◆ TASK PROMPT:
In the records below, find every line that contains "SessionBuilder" and list it.

+ + +

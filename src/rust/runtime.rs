use std::sync::Mutex;

use lazy_static::lazy_static;
use ort::session::builder::{GraphOptimizationLevel, SessionBuilder};
use ort::session::Session;
use ort::Result as OrtResult;
use serde::{Deserialize, Serialize};

lazy_static! {
    static ref ENVIRONMENT_READY: Mutex<bool> = Mutex::new(false);
}

/// Graph optimization level applied when a session is built.
#[derive(Debug, Clone, Copy, PartialEq, Eq, Serialize, Deserialize)]
#[serde(rename_all = "lowercase")]
pub enum OptimizationLevel {
    Disable,
    Level1,
    Level2,
    Level3,
}

impl From<OptimizationLevel> for GraphOptimizationLevel {
    fn from(level: OptimizationLevel) -> Self {
        match level {
            OptimizationLevel::Disable => GraphOptimizationLevel::Disable,
            OptimizationLevel::Level1 => GraphOptimizationLevel::Level1,
            OptimizationLevel::Level2 => GraphOptimizationLevel::Level2,
            OptimizationLevel::Level3 => GraphOptimizationLevel::Level3,
        }
    }
}

/// ONNX Runtime session settings used when validating exported graphs.
#[derive(Debug, Clone, PartialEq, Serialize, Deserialize)]
pub struct RuntimeSettings {
    #[serde(default)]
    pub inter_threads: usize,
    #[serde(default)]
    pub intra_threads: usize,
    #[serde(default = "default_level")]
    pub optimization_level: OptimizationLevel,
}

fn default_level() -> OptimizationLevel {
    OptimizationLevel::Level3
}

impl Default for RuntimeSettings {
    fn default() -> Self {
        Self {
            inter_threads: 0, // Let ONNX Runtime decide
            intra_threads: 0, // Let ONNX Runtime decide
            optimization_level: default_level(),
        }
    }
}

pub fn ensure_initialized() -> OrtResult<()> {
    let mut ready = ENVIRONMENT_READY
        .lock()
        .unwrap_or_else(|poisoned| poisoned.into_inner());
    if !*ready {
        ort::init().with_name("climate-debunk").commit()?;
        *ready = true;
    }
    Ok(())
}

pub fn create_session_builder(settings: &RuntimeSettings) -> OrtResult<SessionBuilder> {
    ensure_initialized()?;
    let mut builder = Session::builder()?;

    if settings.inter_threads > 0 {
        builder = builder.with_inter_threads(settings.inter_threads)?;
    }
    if settings.intra_threads > 0 {
        builder = builder.with_intra_threads(settings.intra_threads)?;
    }

    builder = builder.with_optimization_level(settings.optimization_level.into())?;

    Ok(builder)
}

+ + +

◆ PROBLEM SOLUTION:
use ort::session::builder::{GraphOptimizationLevel, SessionBuilder};
pub fn create_session_builder(settings: &RuntimeSettings) -> OrtResult<SessionBuilder> {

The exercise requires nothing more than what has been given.